Certes, des progrès ont eu lieu depuis. Des objectifs ont été définis avec des financements ciblés de la part des grands organismes d’aide internationale. Les Etats sont aussi considérés désormais comme responsables de l’accès à l’eau de leurs populations, ce qui les incite à agir et à mesurer leurs avancées.

L’amélioration rapide de l’accès à l’eau de centaines de millions d’habitants des pays émergents sortis de la pauvreté doit enfin être mentionnée, même si elle n’a aucun lien avec la reconnaissance internationale de ce droit à l’eau. Cependant, selon l’Organisation mondiale de la santé et le Fonds des Nations unies pour l’enfance, plus de deux milliards de personnes, soit plus du quart de la population mondiale, ne bénéficient toujours pas d’un accès à une eau de qualité.

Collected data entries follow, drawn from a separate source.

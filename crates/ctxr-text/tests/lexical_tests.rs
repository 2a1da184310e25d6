use ctxr_core::traits::TextIndexer;
use ctxr_core::types::{Chunk, Meta, SourceKind, CONTEXT_KEY};
use ctxr_text::LexicalIndex;

fn chunk(id: &str, doc_id: &str, content: &str) -> Chunk {
    Chunk {
        id: id.to_string(),
        doc_id: doc_id.to_string(),
        chunk_index: 0,
        start_token: 0,
        content: content.to_string(),
        metadata: Meta::new(),
    }
}

#[test]
fn indexed_chunks_are_searchable() {
    let index = LexicalIndex::in_memory().expect("index");
    let chunks = vec![
        chunk("d:0", "d", "revenue grew substantially across cloud segments"),
        chunk("d:1", "d", "firecraft techniques require dry tinder"),
    ];
    index.index(&chunks).expect("index chunks");

    let hits = index.search("cloud revenue", 10).expect("search");
    assert!(!hits.is_empty());
    assert_eq!(hits[0].chunk_id, "d:0");
    assert_eq!(hits[0].source, SourceKind::Lexical);
}

#[test]
fn scores_are_non_increasing() {
    let index = LexicalIndex::in_memory().expect("index");
    let chunks = vec![
        chunk("d:0", "d", "shipping logistics shipping containers shipping"),
        chunk("d:1", "d", "shipping once mentioned here among many other words entirely"),
        chunk("d:2", "d", "nothing relevant whatsoever"),
    ];
    index.index(&chunks).expect("index chunks");

    let hits = index.search("shipping", 10).expect("search");
    assert!(hits.len() >= 2);
    for w in hits.windows(2) {
        assert!(w[0].score >= w[1].score);
    }
}

#[test]
fn punctuated_questions_do_not_abort_search() {
    let index = LexicalIndex::in_memory().expect("index");
    index
        .index(&[chunk("d:0", "d", "the letter discusses operating margin")])
        .expect("index chunks");
    let hits = index
        .search("what happened to the operating margin? (exactly)", 5)
        .expect("lenient parse");
    assert!(!hits.is_empty());
}

#[test]
fn on_disk_index_survives_reopen() {
    let tmp = tempfile::TempDir::new().expect("tempdir");
    let dir = tmp.path().join("tantivy");
    {
        let index = LexicalIndex::create(dir.clone()).expect("create");
        index
            .index(&[chunk("d:0", "d", "quarterly shipping volumes rose")])
            .expect("index chunks");
    }
    let reopened = LexicalIndex::open(&dir).expect("open");
    let hits = reopened.search("shipping volumes", 5).expect("search");
    assert_eq!(hits.len(), 1);
    assert_eq!(hits[0].chunk_id, "d:0");
}

#[test]
fn enriched_context_is_indexed_alongside_content() {
    let index = LexicalIndex::in_memory().expect("index");
    let mut c = chunk("d:0", "d", "we expanded capacity in three regions");
    c.metadata.insert(
        CONTEXT_KEY.to_string(),
        "from the 2023 shareholder letter's infrastructure section".to_string(),
    );
    index.index(&[c]).expect("index chunks");

    let hits = index.search("shareholder infrastructure", 5).expect("search");
    assert_eq!(hits.len(), 1);
    assert_eq!(hits[0].chunk_id, "d:0");
}
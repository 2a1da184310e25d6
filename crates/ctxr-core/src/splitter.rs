//! Fixed-size overlapping chunk splitter.
//!
//! Splits each document into whitespace-token windows of `chunk_size`
//! tokens, stepping by `chunk_size - chunk_overlap`. Deterministic: the
//! same input always yields the same chunk count, ids and order.

use crate::config::SplitterConfig;
use crate::error::Result;
use crate::types::{Chunk, Document, Meta};

pub struct ChunkSplitter {
    config: SplitterConfig,
}

impl ChunkSplitter {
    pub fn new(config: SplitterConfig) -> Result<Self> {
        config.validate()?;
        Ok(Self { config })
    }

    /// Split one document into overlapping chunks. Ids are
    /// `"{doc_id}:{index}"`; `start_token` records the window offset.
    pub fn split(&self, doc: &Document) -> Vec<Chunk> {
        let words: Vec<&str> = doc.text.split_whitespace().collect();
        if words.is_empty() {
            return Vec::new();
        }
        let step = self.config.chunk_size - self.config.chunk_overlap;
        let mut chunks = Vec::new();
        let mut start = 0;
        let mut chunk_index = 0;
        loop {
            let end = (start + self.config.chunk_size).min(words.len());
            chunks.push(Chunk {
                id: format!("{}:{}", doc.id, chunk_index),
                doc_id: doc.id.clone(),
                chunk_index,
                start_token: start,
                content: words[start..end].join(" "),
                metadata: Meta::new(),
            });
            chunk_index += 1;
            if end >= words.len() {
                break;
            }
            start += step;
        }
        chunks
    }

    /// Split a corpus, preserving document order.
    pub fn split_all(&self, docs: &[Document]) -> Vec<Chunk> {
        let mut all = Vec::new();
        for doc in docs {
            all.extend(self.split(doc));
        }
        all
    }
}

#[cfg(test)]
mod tests {
    use super::*;

    fn doc(id: &str, words: usize) -> Document {
        let text = (0..words).map(|i| format!("w{i}")).collect::<Vec<_>>().join(" ");
        Document { id: id.to_string(), text }
    }

    fn splitter(size: usize, overlap: usize) -> ChunkSplitter {
        ChunkSplitter::new(SplitterConfig { chunk_size: size, chunk_overlap: overlap })
            .expect("valid config")
    }

    #[test]
    fn short_document_is_one_chunk() {
        let chunks = splitter(512, 51).split(&doc("a", 100));
        assert_eq!(chunks.len(), 1);
        assert_eq!(chunks[0].id, "a:0");
        assert_eq!(chunks[0].start_token, 0);
    }

    #[test]
    fn empty_document_yields_no_chunks() {
        let chunks = splitter(512, 51).split(&Document { id: "e".into(), text: "  \n ".into() });
        assert!(chunks.is_empty());
    }

    #[test]
    fn default_window_counts_are_deterministic() {
        // step = 512 - 51 = 461; windows start at 0, 461, 922, ...
        // 1200 tokens -> starts 0, 461, 922 -> 3 chunks.
        let chunks = splitter(512, 51).split(&doc("d", 1200));
        assert_eq!(chunks.len(), 3);
        assert_eq!(chunks[2].start_token, 922);
        // 512 tokens exactly -> single full window.
        assert_eq!(splitter(512, 51).split(&doc("d", 512)).len(), 1);
        // 513 tokens -> a second short window.
        assert_eq!(splitter(512, 51).split(&doc("d", 513)).len(), 2);
    }

    #[test]
    fn consecutive_chunks_overlap() {
        let chunks = splitter(10, 4).split(&doc("d", 25));
        // step = 6: starts 0, 6, 12, 18 -> 4 chunks
        assert_eq!(chunks.len(), 4);
        let first: Vec<&str> = chunks[0].content.split_whitespace().collect();
        let second: Vec<&str> = chunks[1].content.split_whitespace().collect();
        assert_eq!(&first[6..], &second[..4], "tail of one window opens the next");
    }

    #[test]
    fn order_and_backreferences_are_preserved() {
        let docs = vec![doc("x", 30), doc("y", 30)];
        let chunks = splitter(10, 2).split_all(&docs);
        assert!(chunks.iter().all(|c| !c.content.is_empty()));
        let x_count = chunks.iter().filter(|c| c.doc_id == "x").count();
        assert!(chunks[..x_count].iter().all(|c| c.doc_id == "x"));
        for (i, c) in chunks[..x_count].iter().enumerate() {
            assert_eq!(c.chunk_index, i);
            assert_eq!(c.id, format!("x:{i}"));
        }
    }

    #[test]
    fn overlap_must_be_smaller_than_size() {
        assert!(ChunkSplitter::new(SplitterConfig { chunk_size: 10, chunk_overlap: 10 }).is_err());
        assert!(ChunkSplitter::new(SplitterConfig { chunk_size: 0, chunk_overlap: 0 }).is_err());
    }
}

La question de l’assainissement reste tout particulièrement problématique. La moitié de la population mondiale continue à rejeter ses eaux usées domestiques dans la nature sans traitements adaptés, avec des conséquences désastreuses sur la qualité des eaux. Plus d’un million de décès par an en résultent directement.

Un enfant de moins de 5 ans meurt toutes les 80 secondes à cause d’une eau contaminée.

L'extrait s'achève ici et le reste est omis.